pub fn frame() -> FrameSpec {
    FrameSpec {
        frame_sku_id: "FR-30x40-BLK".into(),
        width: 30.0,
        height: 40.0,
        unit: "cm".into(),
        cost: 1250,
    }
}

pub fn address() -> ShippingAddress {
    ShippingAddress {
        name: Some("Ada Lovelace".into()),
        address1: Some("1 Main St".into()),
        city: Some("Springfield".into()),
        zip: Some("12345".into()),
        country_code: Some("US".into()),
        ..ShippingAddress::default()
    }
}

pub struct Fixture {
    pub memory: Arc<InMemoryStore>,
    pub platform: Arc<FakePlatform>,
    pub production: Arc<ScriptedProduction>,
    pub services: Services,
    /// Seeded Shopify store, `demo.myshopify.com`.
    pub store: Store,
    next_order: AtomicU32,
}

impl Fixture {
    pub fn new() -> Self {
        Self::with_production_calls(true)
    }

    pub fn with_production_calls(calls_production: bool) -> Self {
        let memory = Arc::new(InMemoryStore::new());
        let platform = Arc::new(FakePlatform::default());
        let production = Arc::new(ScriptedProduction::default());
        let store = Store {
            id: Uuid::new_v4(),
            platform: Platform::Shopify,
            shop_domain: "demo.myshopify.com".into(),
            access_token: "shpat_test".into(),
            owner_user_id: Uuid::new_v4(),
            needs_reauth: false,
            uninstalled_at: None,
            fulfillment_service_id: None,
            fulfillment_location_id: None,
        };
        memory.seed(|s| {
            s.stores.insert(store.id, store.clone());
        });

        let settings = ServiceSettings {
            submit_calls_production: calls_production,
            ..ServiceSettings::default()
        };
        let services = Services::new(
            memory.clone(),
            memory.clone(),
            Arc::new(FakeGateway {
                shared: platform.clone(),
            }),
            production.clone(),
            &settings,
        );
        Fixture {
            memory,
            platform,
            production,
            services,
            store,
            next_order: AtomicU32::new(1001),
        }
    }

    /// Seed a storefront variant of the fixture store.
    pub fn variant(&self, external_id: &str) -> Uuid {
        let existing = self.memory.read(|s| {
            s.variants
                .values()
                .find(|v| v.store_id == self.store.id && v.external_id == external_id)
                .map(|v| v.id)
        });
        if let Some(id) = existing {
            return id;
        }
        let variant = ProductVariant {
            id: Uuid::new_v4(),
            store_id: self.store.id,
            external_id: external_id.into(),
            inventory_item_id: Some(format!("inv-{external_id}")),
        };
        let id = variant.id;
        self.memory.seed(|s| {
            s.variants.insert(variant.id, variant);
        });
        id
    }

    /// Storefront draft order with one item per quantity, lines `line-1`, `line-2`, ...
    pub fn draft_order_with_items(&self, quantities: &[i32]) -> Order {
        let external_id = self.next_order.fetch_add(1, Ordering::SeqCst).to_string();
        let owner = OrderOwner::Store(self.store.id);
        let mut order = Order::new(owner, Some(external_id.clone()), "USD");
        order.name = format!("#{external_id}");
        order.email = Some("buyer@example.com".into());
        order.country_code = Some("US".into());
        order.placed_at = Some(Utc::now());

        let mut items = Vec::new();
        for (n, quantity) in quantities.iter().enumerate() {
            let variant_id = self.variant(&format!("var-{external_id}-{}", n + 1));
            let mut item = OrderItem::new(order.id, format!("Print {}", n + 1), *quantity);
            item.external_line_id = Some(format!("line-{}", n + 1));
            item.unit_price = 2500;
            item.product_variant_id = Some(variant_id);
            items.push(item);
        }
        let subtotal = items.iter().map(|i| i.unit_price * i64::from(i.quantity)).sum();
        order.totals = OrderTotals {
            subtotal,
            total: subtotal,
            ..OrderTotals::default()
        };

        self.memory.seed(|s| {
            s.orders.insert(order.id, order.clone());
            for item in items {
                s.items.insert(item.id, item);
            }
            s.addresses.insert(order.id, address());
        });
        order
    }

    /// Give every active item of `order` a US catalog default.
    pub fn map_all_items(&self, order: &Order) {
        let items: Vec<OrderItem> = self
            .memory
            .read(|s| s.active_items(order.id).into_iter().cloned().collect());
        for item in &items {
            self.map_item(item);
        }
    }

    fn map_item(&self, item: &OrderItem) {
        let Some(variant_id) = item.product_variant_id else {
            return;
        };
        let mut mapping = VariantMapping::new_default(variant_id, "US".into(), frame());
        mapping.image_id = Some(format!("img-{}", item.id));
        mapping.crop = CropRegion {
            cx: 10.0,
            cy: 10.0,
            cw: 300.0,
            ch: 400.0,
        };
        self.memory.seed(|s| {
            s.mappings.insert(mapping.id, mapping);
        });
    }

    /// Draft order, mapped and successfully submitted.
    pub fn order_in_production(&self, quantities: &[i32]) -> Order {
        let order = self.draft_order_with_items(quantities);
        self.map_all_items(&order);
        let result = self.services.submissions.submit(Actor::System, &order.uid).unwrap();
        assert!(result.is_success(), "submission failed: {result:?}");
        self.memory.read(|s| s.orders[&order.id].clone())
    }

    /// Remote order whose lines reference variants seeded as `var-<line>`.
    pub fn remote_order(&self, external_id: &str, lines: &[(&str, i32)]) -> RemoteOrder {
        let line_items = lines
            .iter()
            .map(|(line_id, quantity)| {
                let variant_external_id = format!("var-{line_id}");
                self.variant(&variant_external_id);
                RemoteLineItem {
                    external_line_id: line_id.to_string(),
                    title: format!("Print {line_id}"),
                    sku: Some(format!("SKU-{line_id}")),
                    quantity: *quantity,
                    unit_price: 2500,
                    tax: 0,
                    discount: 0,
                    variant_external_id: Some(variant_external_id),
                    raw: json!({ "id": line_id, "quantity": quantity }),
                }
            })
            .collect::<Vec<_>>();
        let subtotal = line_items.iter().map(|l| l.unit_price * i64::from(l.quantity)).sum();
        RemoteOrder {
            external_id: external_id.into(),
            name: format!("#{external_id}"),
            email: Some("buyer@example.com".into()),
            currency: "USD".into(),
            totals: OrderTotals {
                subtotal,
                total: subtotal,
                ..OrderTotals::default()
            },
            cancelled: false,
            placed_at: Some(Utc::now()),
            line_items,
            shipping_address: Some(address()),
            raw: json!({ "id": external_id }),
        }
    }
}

--------------------

§ Task objective
Take every line above where "false" appears and copy it.

§ Solution for this exercise
            needs_reauth: false,
            cancelled: false,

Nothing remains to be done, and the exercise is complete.